To get from the subway to the Ken Lum exhibition at The Image Centre, you must pass through Yonge-Dundas Square, always a destabilizing experience. You’re on a hot, treeless expanse of concrete. People come at you from all directions. You can’t quite tell where the square stops and the street begins. A guy with a megaphone is preaching the End Times Gospel. There are so many digital ads competing for your attention that you feel like you’re walking inside the internet. Nothing coheres. You lose yourself in space and time. A billboard tells you that Janet Jackson is touring Together Again, an album from the ’90s, with Nelly, a rapper from the early 2000s.

Right now, the square is at the centre of a controversy. The city has moved to rename it Sankofa Square—sankofa being a Twi word from the Akan Tribe of Ghana, evoking the importance of historical memory. The change is meant to replace Henry Dundas, the powerful Enlightenment-era Scottish politician who prolonged the abolition of the slave trade. Jennifer Dundas, a retired Crown prosecutor and distant relative of Lord Dundas, is furious. She claims her family’s legacy is being distorted. I have no idea if her case has merit, but after a few minutes in the Yonge-Dundas hellscape, I’m convinced that her anger is misplaced. If the City had really wanted to insult the Dundas Clan, they would have left the name of the square as is.
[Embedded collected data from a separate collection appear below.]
//! Connection pool creation and configuration.

use r2d2::Pool;
use r2d2_sqlite::SqliteConnectionManager;
use rusqlite::OpenFlags;
use std::time::Duration;
use thiserror::Error;

/// Runtime tunables for SQLite connection behavior.
#[derive(Debug, Clone, Copy, PartialEq, Eq)]
pub struct DbRuntimeSettings {
    /// Busy timeout for SQLite connections, in milliseconds.
    pub busy_timeout_ms: u64,

    /// Maximum number of pooled SQLite connections.
    pub pool_max_size: u32,

    /// How long acquiring a connection may wait on an exhausted pool, in
    /// milliseconds.
    pub connection_timeout_ms: u64,
}

impl Default for DbRuntimeSettings {
    fn default() -> Self {
        Self {
            busy_timeout_ms: 5_000,
            pool_max_size: 8,
            connection_timeout_ms: 30_000,
        }
    }
}

/// A type alias for the SQLite connection pool.
pub type DbPool = Pool<SqliteConnectionManager>;

/// Errors that can occur when creating the database pool.
#[derive(Debug, Error)]
pub enum PoolError {
    /// Failed to build the connection pool.
    #[error("failed to create database connection pool: {0}")]
    PoolInit(#[from] r2d2::Error),
}

/// Creates a new SQLite connection pool with WAL mode and foreign keys enabled.
///
/// # Arguments
///
/// * `db_path` - Path to the SQLite database file. `:memory:` gives every
///   pooled connection its own private database, so only use it with
///   `pool_max_size = 1`.
///
/// # Errors
///
/// Returns `PoolError::PoolInit` if the connection pool cannot be created.
pub fn create_pool(db_path: &str, settings: DbRuntimeSettings) -> Result<DbPool, PoolError> {
    let flags = OpenFlags::SQLITE_OPEN_READ_WRITE
        | OpenFlags::SQLITE_OPEN_CREATE
        | OpenFlags::SQLITE_OPEN_FULL_MUTEX;

    let manager = SqliteConnectionManager::file(db_path)
        .with_flags(flags)
        .with_init(move |conn| {
            // Concurrent pool warm-up may race on the journal mode switch.
            conn.busy_timeout(Duration::from_millis(settings.busy_timeout_ms))?;

            // In-memory databases report "memory" which is acceptable.
            let journal_mode: String =
                conn.query_row("PRAGMA journal_mode = WAL;", [], |row| row.get(0))?;
            if journal_mode != "wal" && journal_mode != "memory" {
                return Err(rusqlite::Error::SqliteFailure(
                    rusqlite::ffi::Error::new(rusqlite::ffi::SQLITE_ERROR),
                    Some(format!(
                        "failed to set WAL journal mode, got: {}",
                        journal_mode
                    )),
                ));
            }
            conn.execute_batch("PRAGMA foreign_keys = ON;")
        });

    let pool = Pool::builder()
        .max_size(settings.pool_max_size)
        .connection_timeout(Duration::from_millis(settings.connection_timeout_ms))
        .build(manager)?;

    tracing::debug!(
        path = db_path,
        max_size = settings.pool_max_size,
        "created database pool"
    );

    Ok(pool)
}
I’ll say this for Younge-Dundas, though: it makes for a good pre-show to the Lum exhibition, which is all about the strangeness of urban life. Lum, the winner of this year’s Scotiabank Photography Award, is currently based in Philadelphia, although he came up in Vancouver as a leading member of the city’s vaunted photo-conceptualist cohort—artists who work with cameras but traffic mainly in ideas and provocations. I’ve always thought of Lum as an anthropologist with a taste for the absurd. But the former surely implies the latter. To depict humans in the world today is to be a surrealist, almost by definition.

Ken Lum, 2024
Ken Lum, 2024

Ken Lum, Thanh Thuy Vu, Jänner, Gabi Petrikovic, Februar, Hamila De Souza, März, Manfred Klumpp, April, from the series Schnitzel Company, 2004–2023. Courtesy of Magenta Plains Gallery, New York, Royale Projects, Los Angeles.

For the series Schnitzel Company (2004 / 2023), a darkly funny work that opens the exhibition, Lum invented a German fast food chain. He then hired actors to pose for twelve portraits, each depicting a Schnitzel Company employee of the month. The images—in which the characters appear in bright yellow work jerseys and tacky Schnitzel Company hats—send up the indignities of late capitalism, which demands not only that people accept lousy work for lousy pay but also that they show gratitude for the arrangement. The guy in the top right corner caught my attention—a dorky dude, improbably named Manfred Klumpp, with a smile that evokes Joaquin Phoenix in Joker. It’s the look of a man who’s about to break. Klumpp was employee-of-the-month in April. One wonders what he did in May and June.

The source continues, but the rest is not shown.